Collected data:
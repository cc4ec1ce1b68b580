// Copyright 2026 QubitOS Contributors
// SPDX-License-Identifier: Apache-2.0

//! Single quantum-jump trajectory.
//!
//! Between jumps the unnormalized ket evolves under the non-Hermitian
//! generator
//!
//!   H_eff = H(t) − (i/2) Σ_k L_k†L_k
//!
//! using the exact propagator exp(−i H_eff δt) of each piecewise-constant
//! substep. At every substep a jump through channel k happens with
//! probability p_k = δt ⟨ψ|L_k†L_k|ψ⟩ (first order in δt), in which case
//! ψ ← L_k ψ. The ket is renormalized after every substep, so the norm is
//! 1 at every recorded grid point.
//!
//! Ref: Dalibard, Castin & Mølmer (1992), Phys. Rev. Lett. 68, 580.
//! Ref: Plenio & Knight (1998), Rev. Mod. Phys. 70, 101.

use ndarray::{Array1, Array2};
use num_complex::Complex64;
use rand::rngs::StdRng;
use rand::{Rng, SeedableRng};

use crate::error::{Error, IntegrationError, Result, ValidationError};
use crate::hamiltonian::HamiltonianSchedule;
use crate::lindblad::CollapseSet;
use crate::linalg::{all_finite, ket_expectation, ket_norm, matrix_exp};
use crate::timegrid::TimeGrid;
use crate::validation::validate_ket;

/// Norms below this are treated as a collapsed state.
const NORM_FLOOR: f64 = 1e-150;

/// Per-trajectory integration settings.
#[derive(Debug, Clone, Copy)]
pub struct TrajectoryConfig {
    /// Jump/no-jump decisions per grid interval.
    pub substeps: usize,
    /// Keep the ket at every grid point.
    pub store_states: bool,
}

impl Default for TrajectoryConfig {
    fn default() -> Self {
        Self {
            substeps: 2,
            store_states: false,
        }
    }
}

/// Lifecycle of a [`TrajectoryEngine`].
#[derive(Debug, Clone)]
pub enum EngineState {
    /// Inputs bound, nothing integrated yet.
    Ready,
    /// `completed` of the grid intervals have been traversed.
    Evolving { completed: usize },
    /// The whole grid has been traversed.
    Completed,
    /// A step broke down; the trajectory must be discarded.
    Failed(IntegrationError),
}

/// A quantum jump.
#[derive(Debug, Clone, Copy, PartialEq)]
pub struct JumpRecord {
    /// End of the substep in which the jump happened.
    pub time: f64,
    /// Index into the collapse set.
    pub channel: usize,
}

/// One stochastic realization, sampled on the time grid.
#[derive(Debug, Clone)]
pub struct Trajectory {
    /// `expectations[j][k]` = ⟨ψ(t_k)|O_j|ψ(t_k)⟩.
    pub expectations: Vec<Vec<f64>>,
    /// ‖ψ(t_k)‖ at each grid point.
    pub norms: Vec<f64>,
    /// ψ(t_k), when state storage is on.
    pub states: Option<Vec<Array1<Complex64>>>,
    /// Jumps in time order.
    pub jumps: Vec<JumpRecord>,
    /// Feedback measurement applied on each interval, if feedback was on.
    pub measurements: Vec<f64>,
    /// Seed of the jump stream that produced this trajectory.
    pub seed: u64,
}

/// Quantum-jump integrator for one trajectory.
pub struct TrajectoryEngine<'a> {
    state: EngineState,
    psi: Array1<Complex64>,
    schedule: HamiltonianSchedule<'a>,
    collapse_ops: &'a CollapseSet,
    grid: &'a TimeGrid,
    observables: &'a [Array2<Complex64>],
    config: TrajectoryConfig,
    rng: StdRng,
    cached_propagator: Option<Array2<Complex64>>,
    record: Trajectory,
}

impl<'a> TrajectoryEngine<'a> {
    /// Bind inputs. `seed` drives the jump decisions only; feedback draws
    /// come from the controller inside `schedule`.
    pub fn new(
        initial: &Array1<Complex64>,
        schedule: HamiltonianSchedule<'a>,
        collapse_ops: &'a CollapseSet,
        grid: &'a TimeGrid,
        observables: &'a [Array2<Complex64>],
        config: TrajectoryConfig,
        seed: u64,
    ) -> Result<Self> {
        let d = initial.len();
        if let Some(op) = collapse_ops.iter().find(|op| op.matrix.nrows() != d) {
            return Err(Error::Dimension(format!(
                "collapse operator '{}' acts on dimension {}, state has {}",
                op.label,
                op.matrix.nrows(),
                d
            )));
        }
        if observables.iter().any(|op| op.nrows() != d || op.ncols() != d) {
            return Err(Error::Dimension(format!(
                "observables must be {} × {}",
                d, d
            )));
        }
        if config.substeps == 0 {
            return Err(ValidationError::field("substeps", "must be > 0").into());
        }
        validate_ket(initial)?;

        let n_points = grid.len();
        let record = Trajectory {
            expectations: observables
                .iter()
                .map(|_| Vec::with_capacity(n_points))
                .collect(),
            norms: Vec::with_capacity(n_points),
            states: config.store_states.then(|| Vec::with_capacity(n_points)),
            jumps: Vec::new(),
            measurements: Vec::new(),
            seed,
        };

        Ok(Self {
            state: EngineState::Ready,
            psi: initial.clone(),
            schedule,
            collapse_ops,
            grid,
            observables,
            config,
            rng: StdRng::seed_from_u64(seed),
            cached_propagator: None,
            record,
        })
    }

    pub fn state(&self) -> &EngineState {
        &self.state
    }

    /// Current working ket.
    pub fn ket(&self) -> &Array1<Complex64> {
        &self.psi
    }

    /// Advance across the next grid interval and record the state at its end.
    ///
    /// The first call also records the initial state. Calling after
    /// completion is a no-op; calling after a failure returns the failure.
    pub fn advance(&mut self) -> std::result::Result<(), IntegrationError> {
        let completed = match self.state {
            EngineState::Ready => 0,
            EngineState::Evolving { completed } => completed,
            EngineState::Completed => return Ok(()),
            EngineState::Failed(ref e) => return Err(e.clone()),
        };
        if matches!(self.state, EngineState::Ready) {
            self.record_point();
        }

        let n_intervals = self.grid.len() - 1;
        if completed == n_intervals {
            self.state = EngineState::Completed;
            return Ok(());
        }

        let t0 = self.grid.times()[completed];
        let t1 = self.grid.times()[completed + 1];
        if let Err(e) = self.integrate_interval(t0, t1) {
            self.state = EngineState::Failed(e.clone());
            return Err(e);
        }
        self.record_point();

        self.state = if completed + 1 == n_intervals {
            EngineState::Completed
        } else {
            EngineState::Evolving {
                completed: completed + 1,
            }
        };
        Ok(())
    }

    /// Run to completion and hand back the recorded trajectory.
    pub fn run(mut self) -> std::result::Result<Trajectory, IntegrationError> {
        loop {
            self.advance()?;
            if matches!(self.state, EngineState::Completed) {
                return Ok(self.record);
            }
        }
    }

    fn integrate_interval(
        &mut self,
        t0: f64,
        t1: f64,
    ) -> std::result::Result<(), IntegrationError> {
        let dt = (t1 - t0) / self.config.substeps as f64;
        let propagator = self.interval_propagator(dt, t0)?;

        for s in 1..=self.config.substeps {
            let t = t0 + dt * s as f64;
            self.substep(&propagator, dt, t)?;
        }
        Ok(())
    }

    /// exp(−i H_eff δt) for the interval, reusing the cached one when H is static.
    fn interval_propagator(
        &mut self,
        dt: f64,
        t0: f64,
    ) -> std::result::Result<Array2<Complex64>, IntegrationError> {
        let is_static = self.schedule.is_static();
        if is_static {
            if let Some(u) = &self.cached_propagator {
                return Ok(u.clone());
            }
        }

        let interval = self.schedule.advance();
        if let Some(x) = interval.measurement {
            self.record.measurements.push(x);
        }
        let u = effective_propagator(&interval.hamiltonian, self.collapse_ops, dt)
            .ok_or(IntegrationError::SingularPropagator { time: t0 })?;

        if is_static {
            self.cached_propagator = Some(u.clone());
        }
        Ok(u)
    }

    fn substep(
        &mut self,
        propagator: &Array2<Complex64>,
        dt: f64,
        t: f64,
    ) -> std::result::Result<(), IntegrationError> {
        let probabilities: Vec<f64> = self
            .collapse_ops
            .iter()
            .map(|op| dt * ket_expectation(&op.decay, &self.psi).max(0.0))
            .collect();
        let total: f64 = probabilities.iter().sum();

        let r: f64 = self.rng.gen();
        let candidate = if r < total {
            let channel = choose_channel(&probabilities, self.rng.gen::<f64>() * total);
            self.record.jumps.push(JumpRecord { time: t, channel });
            let op = self
                .collapse_ops
                .iter()
                .nth(channel)
                .map(|op| &op.matrix)
                .ok_or(IntegrationError::NonFinite { time: t })?;
            op.dot(&self.psi)
        } else {
            propagator.dot(&self.psi)
        };

        if !all_finite(candidate.iter()) {
            return Err(IntegrationError::NonFinite { time: t });
        }
        let norm = ket_norm(&candidate);
        if norm < NORM_FLOOR {
            return Err(IntegrationError::NormCollapse { time: t, norm });
        }
        self.psi = candidate / Complex64::new(norm, 0.0);
        Ok(())
    }

    fn record_point(&mut self) {
        for (series, op) in self.record.expectations.iter_mut().zip(self.observables) {
            series.push(ket_expectation(op, &self.psi));
        }
        self.record.norms.push(ket_norm(&self.psi));
        if let Some(states) = self.record.states.as_mut() {
            states.push(self.psi.clone());
        }
    }
}

/// H_eff = H − (i/2) Σ L†L.
pub fn effective_hamiltonian(
    hamiltonian: &Array2<Complex64>,
    collapse_ops: &CollapseSet,
) -> Array2<Complex64> {
    hamiltonian - &(collapse_ops.decay_sum() * Complex64::new(0.0, 0.5))
}

/// exp(−i H_eff δt), or `None` if the exponential cannot be formed.
pub fn effective_propagator(
    hamiltonian: &Array2<Complex64>,
    collapse_ops: &CollapseSet,
    dt: f64,
) -> Option<Array2<Complex64>> {
    let generator = effective_hamiltonian(hamiltonian, collapse_ops) * Complex64::new(0.0, -dt);
    matrix_exp(&generator)
}

/// Pick the channel whose cumulative weight first exceeds `target`.
fn choose_channel(weights: &[f64], target: f64) -> usize {
    let mut acc = 0.0;
    for (k, w) in weights.iter().enumerate() {
        acc += w;
        if target < acc {
            return k;
        }
    }
    // rounding can leave target == total; fall back to the last live channel
    weights.iter().rposition(|w| *w > 0.0).unwrap_or(0)
}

Work task:
Filter the data for the string "usize". Copy each matching line.

Written response:
    pub substeps: usize,
    Evolving { completed: usize },
    pub channel: usize,
fn choose_channel(weights: &[f64], target: f64) -> usize {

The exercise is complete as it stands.